Pressão? Nunca, pelo menos com a minha música. Como dizia, este projecto faz parte de mim, representa algumas das minhas caras transformadas em música. Sou independente e algo estranho no meu dia-a-dia, nem gosto de sentir a atenção das outras pessoas. Às vezes sinto-me simplesmente como um fantasma e gosto disso. Já agora, sublinho que escolhi expressar-me de forma confidencial com um tipo de música que talvez apenas um ou dois por cento da população possa admirar. Aliás, não se trata de uma escolha, de uma vontade de nos tornarmos a banda mais oculta que existe, mas sim, e apenas, de tocar e gravar a música que gostamos de ouvir. Devido ao nosso estilo, mesmo que alguém se erga do underground e se torne popular, continua a ser underground. Sabemos que nunca viveremos como estrelas porque continuaremos a ter o nosso trabalho e ninguém nos irá reconhecer e saudar na rua. E isso, lembrem-se, mesmo que sejamos considerados uns reis para os tais um ou dois por cento. Por isso, não existe qualquer pressão.

Entende que o conceito tradicional de black metal é obsoleto?
Qual é o conceito tradicional de black metal? Mesmo que se viaje 15 anos atrás e se fale com algumas pessoas, perceber-se-á que, até naquela época, não havia consenso sobre esse assunto. O que será o verdadeiro e o falso black metal? Será que o black metal tem que ter letras satânicas? Se tiveres teclados nos teus álbuns significa que és falso ou gay? Simplesmente não me importo. Música é música. Desde novo que penso desta forma. Estava interessado, exclusivamente, com a música e com as letras, quando, raramente, eram interessantes. Ria-me com as pinturas faciais e todo o folclore à volta disso. Sei que fazem parte da história, mas é um aspecto que não me interessa. Sou do tipo que gosta imenso da música dos Burzum mas que acha o Varg Vikernes um safado que transmite ideias perigosas aos putos influenciáveis. Algumas delas até podem ser interessantes e legítimas… no papel. Outras são simplesmente “divertidas”, de uma maneira negativa. O mundo está em constante mudança e até explodir continuará a mover-se. A vida é movimento, evolução. Isto não significa que as mudanças continuem a representar coisas positivas. Todas as gerações têm as suas próprias doenças e problemas irresolutos. A vida perfeita, tal como a música perfeita, nunca vão existir. Todavia, não acho que seja possível encontrar soluções num passado idealizado que nunca vivemos. Portanto, se para muitos o black metal parou em 1993, então esses que continuem a ouvir os trabalhos daquele tempo ou a criar bandas com o espírito old school que tanto procuram. Não peçam é para o mundo parar de girar. O black metal é como a música country, o hip hop, o jazz, o rockabilly ou qualquer outro estilo. O seu período de nascimento está morto, mas sempre haverão bandas a tocar black metal, quer dentro dos parâmetros tradicionais, quer experimentais ou então dentro de ambos.

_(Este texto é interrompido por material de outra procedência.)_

// src/main.rs
//
// Calculatrice à deux formules — point d’entrée NATIF + WEB (WASM)
// ----------------------------------------------------------------
// - NATIF (Linux/Windows/macOS) : eframe::run_native + NativeOptions
// - WEB  (wasm32)              : eframe::WebRunner + WebOptions + <canvas>
//
// Côté WEB (WASM) : index.html doit contenir un canvas :
//   <canvas id="the_canvas_id"></canvas>
//
// Journal (natif) : RUST_LOG=debug pour voir branches et échecs du noyau.

#![cfg_attr(target_arch = "wasm32", allow(unused_imports))]

use eframe::egui;

use calculatrice_formules::app::AppCalc;

/// Titre unique (natif + web).
const TITRE_APP: &str = "Calculatrice — deux formules";

/* ------------------------ Entrée NATIF (PC) ------------------------ */

#[cfg(not(target_arch = "wasm32"))]
fn main() -> eframe::Result<()> {
    env_logger::init();
    log::info!("démarrage {TITRE_APP}");

    let options = eframe::NativeOptions {
        viewport: egui::ViewportBuilder::default()
            .with_title(TITRE_APP)
            .with_inner_size([560.0, 420.0])
            .with_min_inner_size([460.0, 340.0]),
        ..Default::default()
    };

    eframe::run_native(
        TITRE_APP,
        options,
        Box::new(|_cc| Ok(Box::<AppCalc>::default())),
    )
}

/* ------------------------ Entrée WEB (WASM) ------------------------ */

#[cfg(target_arch = "wasm32")]
fn main() {
    // En wasm32, le démarrage réel passe par `start()` (wasm_bindgen).
}

#[cfg(target_arch = "wasm32")]
mod web {
    use super::{AppCalc, TITRE_APP};

    use wasm_bindgen::JsCast;
    use web_sys::{window, HtmlCanvasElement};

    /// ID du canvas attendu dans index.html.
    const CANVAS_ID: &str = "the_canvas_id";

    /// Point d’entrée automatique au chargement de la page.
    #[wasm_bindgen::prelude::wasm_bindgen(start)]
    pub async fn start() -> Result<(), wasm_bindgen::JsValue> {
        let w = window().ok_or_else(|| js_err("window() indisponible"))?;
        let d = w
            .document()
            .ok_or_else(|| js_err("document() indisponible"))?;

        d.set_title(TITRE_APP);

        let el = d
            .get_element_by_id(CANVAS_ID)
            .ok_or_else(|| js_err("canvas introuvable (id incorrect dans index.html)"))?;

        let canvas: HtmlCanvasElement = el
            .dyn_into::<HtmlCanvasElement>()
            .map_err(|_| js_err("l’élément trouvé n’est pas un <canvas>"))?;

        eframe::WebRunner::new()
            .start(
                canvas,
                eframe::WebOptions::default(),
                Box::new(|_cc| Ok(Box::<AppCalc>::default())),
            )
            .await
    }

    fn js_err(msg: &str) -> wasm_bindgen::JsValue {
        wasm_bindgen::JsValue::from_str(msg)
    }
}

Relativamente ao vosso futuro e uma vez que não pretendem apresentar-se ao vivo, estarão já a escrever um novo disco?
Exacto, estamos a trabalhar num split com os Omega Centauri a editar em 2012. Da nossa parte vão estar três temas muito abrasivos, uma espécie de metal extremo moderno e épico. Ainda há a possibilidade do “Nova Persei” ser reeditado em digipack com dois temas extra, também no próximo ano.